Si è conclusa il 31 luglio 2026 la prima edizione di ParkinsOnLake, il progetto pilota che ha portato un gruppo di persone con malattia di Parkinson a navigare a vela sul lago di Garda, grazie alla collaborazione tra ASST Garda e HYAK APS. L’esperienza è stata presentata durante la conferenza stampa conclusiva come un percorso capace di unire movimento, sicurezza, socializzazione e benessere psicofisico.
Un’attività per ritrovare equilibrio e fiducia
Il progetto è nato con l’obiettivo di proporre un’attività complementare al percorso di cura. La navigazione ha sollecitato in modo continuo equilibrio, coordinazione e tono muscolare, offrendo ai partecipanti un ambiente dinamico nel quale mettersi alla prova rispettando i propri limiti.
Massimo Biacca, neurologo di ASST Garda, ha sottolineato come la vela possa rappresentare una forma di terapia complementare sul campo, stimolando anche la neuroplasticità. Per Roberta Chiesa, direttore generale di ASST Garda, l’iniziativa riflette una concezione della cura che non si limita al trattamento della patologia, ma considera la qualità della vita e l’assistenza nella quotidianità.

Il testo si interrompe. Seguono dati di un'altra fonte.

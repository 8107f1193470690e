//! Client configuration model.

use serde::{Deserialize, Serialize};

/// Base URL used when no configuration overrides it.
pub const DEFAULT_BASE_URL: &str = "https://lereacteur-bootcamp-api.herokuapp.com/api/airbnb";

const DEFAULT_REQUEST_TIMEOUT_SECS: u64 = 30;

/// Configuration of the remote API client.
#[derive(Debug, Clone, PartialEq, Eq, Serialize, Deserialize)]
pub struct ClientConfig {
    /// Base URL of the marketplace API, without a trailing slash.
    #[serde(default = "default_base_url")]
    pub base_url: String,
    /// Per-request timeout in seconds.
    #[serde(default = "default_request_timeout_secs")]
    pub request_timeout_secs: u64,
}

fn default_base_url() -> String {
    DEFAULT_BASE_URL.to_string()
}

fn default_request_timeout_secs() -> u64 {
    DEFAULT_REQUEST_TIMEOUT_SECS
}

impl Default for ClientConfig {
    fn default() -> Self {
        Self {
            base_url: default_base_url(),
            request_timeout_secs: default_request_timeout_secs(),
        }
    }
}
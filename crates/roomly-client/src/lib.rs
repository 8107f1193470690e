//! HTTP client for the Roomly marketplace API.

pub mod http;

pub use crate::http::ApiClient;
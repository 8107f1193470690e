//! Remote marketplace API port.
//!
//! Defines the contract the core depends on; the HTTP implementation lives
//! in the client crate.

use async_trait::async_trait;
use serde::Serialize;

use crate::error::Result;
use crate::listing::Room;
use crate::profile::{AvatarSource, Profile, ProfileFields};
use crate::session::Session;

/// Everything a new account needs.
#[derive(Debug, Clone, Serialize)]
pub struct SignUpRequest {
    pub email: String,
    pub username: String,
    pub description: String,
    pub password: String,
}

/// The remote marketplace API the core consumes.
///
/// Implementations classify every transport failure into a [`RoomlyError`]
/// variant before returning; no raw transport error crosses this boundary.
///
/// [`RoomlyError`]: crate::error::RoomlyError
#[async_trait]
pub trait MarketplaceApi: Send + Sync {
    /// Exchanges credentials for a session.
    ///
    /// # Errors
    ///
    /// `AuthInvalid` on rejected credentials, `Server` otherwise.
    async fn log_in(&self, email: &str, password: &str) -> Result<Session>;

    /// Creates an account and returns its session.
    ///
    /// # Errors
    ///
    /// `Conflict` when the server reports a duplicate email or username,
    /// `Server` otherwise.
    async fn sign_up(&self, request: &SignUpRequest) -> Result<Session>;

    /// Fetches the authoritative profile of the session's user.
    async fn fetch_profile(&self, session: &Session) -> Result<Profile>;

    /// Replaces the profile's text fields with the given values.
    ///
    /// The full current value of every tracked field is sent; the server may
    /// normalize and returns the values to adopt as the new source of truth.
    async fn update_profile(
        &self,
        session: &Session,
        fields: &ProfileFields,
    ) -> Result<ProfileFields>;

    /// Uploads a new avatar image and returns its hosted URL.
    async fn upload_avatar(&self, session: &Session, avatar: &AvatarSource) -> Result<String>;

    /// Lists all rooms.
    async fn rooms(&self) -> Result<Vec<Room>>;

    /// Fetches a single room by id.
    async fn room(&self, id: &str) -> Result<Room>;

    /// Lists rooms around a coordinate.
    async fn rooms_around(&self, latitude: f64, longitude: f64) -> Result<Vec<Room>>;
}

Le testimonianze dei partecipanti
A raccontare gli effetti del corso sono stati gli stessi partecipanti, che hanno parlato di una ritrovata autostima e della capacità di fare gruppo. Eros e Maurizio hanno descritto la barca come un ambiente accogliente e sicuro, nel quale il movimento dell’acqua aiutava l’equilibrio e gli istruttori accompagnavano ogni attività con competenza e pazienza.
Cristina Zeni ha evidenziato il valore umano, relazionale e terapeutico dell’esperienza, ricordando l’importanza della fiducia reciproca e della condivisione. Marco Salvi ha invece rimarcato il contributo del corso alla socializzazione e la collaborazione tra enti pubblici, associazioni e realtà del territorio.
Un progetto da consolidare
Il bilancio dell’iniziativa ha aperto alla possibilità di dare continuità al percorso e di coinvolgere in futuro un numero maggiore di persone. L’esperienza di ParkinsOnLake viene così indicata come un esempio di come movimento, relazioni e autonomia possano affiancare le terapie farmacologiche e sostenere concretamente chi convive con il Parkinson.